Ce temps est loin déjà; l’année aux pas rapides
A quatre fois, depuis, tourné son sablier;
Mais ces longs jours sereins et ces beaux soirs limpides,
Mon cœur, tout vieux qu’il est, ne peut les oublier.

Leur fantôme me suit comme une ombre fidèle;
Et mon rêve là-bas retourne à chaque instant,
Comme l’oiseau qu’Avril ramène à tire-d’aile
Vers l’ancien nid témoin des doux amours d’antan.

Merci, cher bon vieux bourg, pour ces beaux reflets roses
Dont se pare mon ciel trop souvent obscurci :
- Hélas! qui ne gémit sous l’ongle des névroses? -
Pour ces souvenirs-là, cher bon vieux bourg, merci!

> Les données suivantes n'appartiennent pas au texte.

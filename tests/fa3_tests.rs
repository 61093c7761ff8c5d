//! FA(3) document generation tests: literal scenarios, child order,
//! optional groups, and escaping.

#![cfg(feature = "fa3")]

use chrono::{NaiveDate, TimeZone, Utc};
use fakturka::core::{
    invoice_totals, line_amounts, parse_quantity, Client, Invoice, InvoiceDocument, InvoiceItem,
    InvoiceStatus, PaymentMethod, Seller, VatRate,
};
use fakturka::fa3::{to_fa3_xml, FA3_NAMESPACE};

fn date(y: i32, m: u32, d: u32) -> NaiveDate {
    NaiveDate::from_ymd_opt(y, m, d).unwrap()
}

fn seller() -> Seller {
    Seller {
        name: "Jan Kowalski IT".into(),
        nip: "1234563218".into(),
        street: "ul. Prosta 1".into(),
        postal_code: "00-001".into(),
        city: "Warszawa".into(),
        email: Some("jan@kowalski.pl".into()),
        phone: None,
        bank_account: None,
    }
}

fn buyer() -> Client {
    let now = Utc.with_ymd_and_hms(2026, 1, 15, 9, 0, 0).unwrap();
    Client {
        id: 1,
        name: "Klient Sp. z o.o.".into(),
        nip: "5260001246".into(),
        address: Some("ul. Marszałkowska 100".into()),
        city: Some("Warszawa".into()),
        postal_code: Some("00-026".into()),
        email: None,
        phone: None,
        created_at: now,
        updated_at: now,
    }
}

fn item(name: &str, qty: &str, unit: &str, price: i64, rate: VatRate) -> InvoiceItem {
    let amounts = line_amounts(price, parse_quantity(qty).unwrap(), rate).unwrap();
    InvoiceItem {
        id: 0,
        invoice_id: 1,
        name: name.into(),
        quantity: qty.into(),
        unit: unit.into(),
        unit_price_grosze: price,
        vat_rate: rate,
        net_grosze: amounts.net,
        vat_grosze: amounts.vat,
        gross_grosze: amounts.gross,
        created_at: Utc.with_ymd_and_hms(2026, 1, 15, 9, 0, 0).unwrap(),
    }
}

fn document(items: Vec<InvoiceItem>) -> InvoiceDocument {
    let amounts: Vec<_> = items
        .iter()
        .map(|i| fakturka::core::LineAmounts {
            net: i.net_grosze,
            vat: i.vat_grosze,
            gross: i.gross_grosze,
        })
        .collect();
    let totals = invoice_totals(&amounts).unwrap();
    let now = Utc.with_ymd_and_hms(2026, 1, 15, 9, 0, 0).unwrap();

    InvoiceDocument {
        invoice: Invoice {
            id: 1,
            invoice_number: "FV/2026/01/0001".into(),
            issue_date: date(2026, 1, 15),
            sale_date: date(2026, 1, 15),
            client_id: 1,
            status: InvoiceStatus::Issued,
            payment_method: PaymentMethod::BankTransfer,
            payment_deadline: None,
            currency: "PLN".into(),
            exchange_rate: None,
            notes: None,
            subtotal_grosze: totals.subtotal,
            tax_grosze: totals.tax,
            total_grosze: totals.total,
            xml_path: None,
            pdf_path: None,
            created_at: now,
            updated_at: now,
        },
        items,
        buyer: buyer(),
        seller: seller(),
    }
}

fn generate(doc: &InvoiceDocument) -> String {
    let generated_at = Utc.with_ymd_and_hms(2026, 1, 15, 10, 30, 0).unwrap();
    to_fa3_xml(doc, "fakturka-test", generated_at).unwrap()
}

// --- Scenario S1: single 23% line ---

#[test]
fn single_standard_rate_line() {
    let doc = document(vec![item("A", "1", "szt", 10000, VatRate::Rate23)]);
    assert_eq!(doc.invoice.subtotal_grosze, 10000);
    assert_eq!(doc.invoice.tax_grosze, 2300);
    assert_eq!(doc.invoice.total_grosze, 12300);

    let xml = generate(&doc);
    assert!(xml.contains("<P_13_1>100.00</P_13_1>"));
    assert!(xml.contains("<P_14_1>23.00</P_14_1>"));
    assert!(xml.contains("<P_15>123.00</P_15>"));
    assert!(xml.contains("<P_12>23</P_12>"));
    assert_eq!(xml.matches("<FaWiersz>").count(), 1);
    // unused rate aggregates are omitted
    assert!(!xml.contains("<P_13_2>"));
    assert!(!xml.contains("<P_13_3>"));
    assert!(!xml.contains("<P_13_6_1>"));
    assert!(!xml.contains("<P_13_7>"));
    assert!(!xml.contains("<P_13_8>"));
}

// --- Scenario S2: mixed 23% + 8% with fractional quantity ---

#[test]
fn mixed_rates_emit_both_aggregates() {
    let doc = document(vec![
        item("Usługa A", "1", "szt", 10000, VatRate::Rate23),
        item("Usługa B", "2.5", "h", 8000, VatRate::Rate8),
    ]);
    assert_eq!(doc.items[1].net_grosze, 20000);
    assert_eq!(doc.items[1].vat_grosze, 1600);
    assert_eq!(doc.invoice.subtotal_grosze, 30000);
    assert_eq!(doc.invoice.tax_grosze, 3900);
    assert_eq!(doc.invoice.total_grosze, 33900);

    let xml = generate(&doc);
    assert!(xml.contains("<P_13_1>100.00</P_13_1>"));
    assert!(xml.contains("<P_14_1>23.00</P_14_1>"));
    assert!(xml.contains("<P_13_2>200.00</P_13_2>"));
    assert!(xml.contains("<P_14_2>16.00</P_14_2>"));
    assert!(!xml.contains("<P_13_3>"));
    assert!(!xml.contains("<P_14_3>"));
    assert!(xml.contains("<P_15>339.00</P_15>"));
    assert!(xml.contains("<P_8B>2.5</P_8B>"));
    assert_eq!(xml.matches("<FaWiersz>").count(), 2);
}

// --- Scenario S3: exempt invoice ---

#[test]
fn exempt_invoice_uses_zwolnienie_group() {
    let doc = document(vec![item("Szkolenie", "3", "szt", 5000, VatRate::Zw)]);
    assert_eq!(doc.invoice.subtotal_grosze, 15000);
    assert_eq!(doc.invoice.tax_grosze, 0);

    let xml = generate(&doc);
    assert!(xml.contains("<P_13_7>150.00</P_13_7>"));
    assert!(!xml.contains("<P_13_1>"));
    assert!(!xml.contains("<P_14_1>"));
    assert!(xml.contains("<P_19>1</P_19>"));
    assert!(xml.contains("<P_19C>zw</P_19C>"));
    assert!(!xml.contains("<P_19N>"));
    assert!(xml.contains("<P_12>zw</P_12>"));
}

#[test]
fn non_exempt_invoice_uses_p19n() {
    let doc = document(vec![item("A", "1", "szt", 10000, VatRate::Rate23)]);
    let xml = generate(&doc);
    assert!(xml.contains("<P_19N>1</P_19N>"));
    assert!(!xml.contains("<P_19>1</P_19>"));
    assert!(!xml.contains("<P_19C>"));
}

// --- Structure ---

#[test]
fn header_carries_schema_identity() {
    let doc = document(vec![item("A", "1", "szt", 10000, VatRate::Rate23)]);
    let xml = generate(&doc);

    assert!(xml.starts_with("<?xml version=\"1.0\" encoding=\"UTF-8\"?>"));
    assert!(xml.contains(&format!("<Faktura xmlns=\"{FA3_NAMESPACE}\">")));
    assert!(xml.contains(
        "<KodFormularza kodSystemowy=\"FA (3)\" wersjaSchemy=\"1-0E\">FA</KodFormularza>"
    ));
    assert!(xml.contains("<WariantFormularza>3</WariantFormularza>"));
    assert!(xml.contains("<DataWytworzeniaFa>2026-01-15T10:30:00Z</DataWytworzeniaFa>"));
    assert!(xml.contains("<SystemInfo>fakturka-test</SystemInfo>"));
    assert!(xml.contains("<JST>2</JST>"));
    assert!(xml.contains("<GV>2</GV>"));
    assert!(xml.contains("<RodzajFaktury>VAT</RodzajFaktury>"));
}

#[test]
fn fixed_adnotacje_flags() {
    let doc = document(vec![item("A", "1", "szt", 10000, VatRate::Rate23)]);
    let xml = generate(&doc);
    for leaf in [
        "<P_16>2</P_16>",
        "<P_17>2</P_17>",
        "<P_18>2</P_18>",
        "<P_18A>2</P_18A>",
        "<P_22N>1</P_22N>",
        "<P_23>2</P_23>",
        "<P_PMarzyN>1</P_PMarzyN>",
    ] {
        assert!(xml.contains(leaf), "missing {leaf}");
    }
}

#[test]
fn fa_children_keep_mandated_order() {
    let doc = document(vec![
        item("A", "1", "szt", 10000, VatRate::Rate23),
        item("B", "1", "szt", 10000, VatRate::Zw),
    ]);
    let xml = generate(&doc);

    let ordered = [
        "<Naglowek>",
        "<Podmiot1>",
        "<Podmiot2>",
        "<Fa>",
        "<KodWaluty>",
        "<P_1>",
        "<P_2>",
        "<P_6>",
        "<P_13_1>",
        "<P_14_1>",
        "<P_13_7>",
        "<P_15>",
        "<Adnotacje>",
        "<RodzajFaktury>",
        "<FaWiersz>",
    ];
    let mut last = 0;
    for tag in ordered {
        let pos = xml[last..]
            .find(tag)
            .unwrap_or_else(|| panic!("{tag} missing or out of order"));
        last += pos;
    }
}

#[test]
fn line_rows_keep_input_order_and_indexing() {
    let doc = document(vec![
        item("Pierwsza", "1", "szt", 1000, VatRate::Rate23),
        item("Druga", "2", "h", 2000, VatRate::Rate8),
    ]);
    let xml = generate(&doc);

    let first = xml.find("<NrWierszaFa>1</NrWierszaFa>").unwrap();
    let second = xml.find("<NrWierszaFa>2</NrWierszaFa>").unwrap();
    assert!(first < second);
    assert!(xml.find("Pierwsza").unwrap() < xml.find("Druga").unwrap());
}

#[test]
fn zero_rate_maps_to_0_kr() {
    let doc = document(vec![item("Eksportowa", "1", "szt", 10000, VatRate::Rate0)]);
    let xml = generate(&doc);
    assert!(xml.contains("<P_13_6_1>100.00</P_13_6_1>"));
    assert!(xml.contains("<P_12>0 KR</P_12>"));
    // net-only aggregate for the 0% bucket
    assert!(!xml.contains("<P_14_1>"));
}

#[test]
fn np_rate_maps_to_np_i() {
    let doc = document(vec![item("Zagraniczna", "1", "szt", 10000, VatRate::Np)]);
    let xml = generate(&doc);
    assert!(xml.contains("<P_13_8>100.00</P_13_8>"));
    assert!(xml.contains("<P_12>np I</P_12>"));
}

#[test]
fn text_nodes_are_escaped() {
    let mut doc = document(vec![item("Kable <2mm> & złączki", "1", "szt", 100, VatRate::Rate23)]);
    doc.buyer.name = "Spółka \"A&B\"".into();
    let xml = generate(&doc);
    assert!(xml.contains("Kable &lt;2mm&gt; &amp; złączki"));
    assert!(!xml.contains("<2mm>"));
    assert!(xml.contains("A&amp;B"));
}

#[test]
fn seller_address_line_is_assembled() {
    let doc = document(vec![item("A", "1", "szt", 100, VatRate::Rate23)]);
    let xml = generate(&doc);
    assert!(xml.contains("<AdresL1>ul. Prosta 1, 00-001 Warszawa</AdresL1>"));
    assert!(xml.contains("<AdresL1>ul. Marszałkowska 100, 00-026 Warszawa</AdresL1>"));
    assert!(xml.contains("<KodKraju>PL</KodKraju>"));
}

#[test]
fn buyer_without_address_omits_the_block() {
    let mut doc = document(vec![item("A", "1", "szt", 100, VatRate::Rate23)]);
    doc.buyer.address = None;
    doc.buyer.city = None;
    doc.buyer.postal_code = None;
    let xml = generate(&doc);
    // only the seller block carries an address
    assert_eq!(xml.matches("<AdresL1>").count(), 1);
}

#[test]
fn contact_group_only_when_present() {
    let mut doc = document(vec![item("A", "1", "szt", 100, VatRate::Rate23)]);
    let xml = generate(&doc);
    assert!(xml.contains("<DaneKontaktowe>"));
    assert!(xml.contains("<Email>jan@kowalski.pl</Email>"));

    doc.seller.email = None;
    doc.seller.phone = None;
    let xml = generate(&doc);
    assert!(!xml.contains("<DaneKontaktowe>"));
}

/// Requires `xmllint` on PATH; run with `cargo test -- --ignored`.
#[test]
#[ignore]
fn generated_document_passes_bundled_schema() {
    use fakturka::fa3::{materialize_bundled_schema, SchemaValidator, XmllintValidator};

    let dir = tempfile::TempDir::new().unwrap();
    let schema = materialize_bundled_schema(dir.path()).unwrap();

    let doc = document(vec![
        item("Usługa A", "1", "szt", 10000, VatRate::Rate23),
        item("Usługa B", "2.5", "h", 8000, VatRate::Rate8),
        item("Szkolenie", "3", "szt", 5000, VatRate::Zw),
    ]);
    let xml_path = dir.path().join("invoice.xml");
    std::fs::write(&xml_path, generate(&doc)).unwrap();

    XmllintValidator::new(schema, None)
        .validate(&xml_path)
        .unwrap();
}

Et toi, noble Bretagne, aïeule au cœur de chêne,
Toi qui n’as qu’un drapeau, qu’une âme et qu’un autel,
Toi dont l’antique histoire est une longue chaîne
Où chaque chaînon porte un cachet immortel;
Mère! tu sais combien j’aime tes vastes landes,
Tes bois, tes monuments, tes forêts de menhirs,
L’essaim mystérieux de tes vieilles légendes…
À toi surtout, merci pour ces chers souvenirs!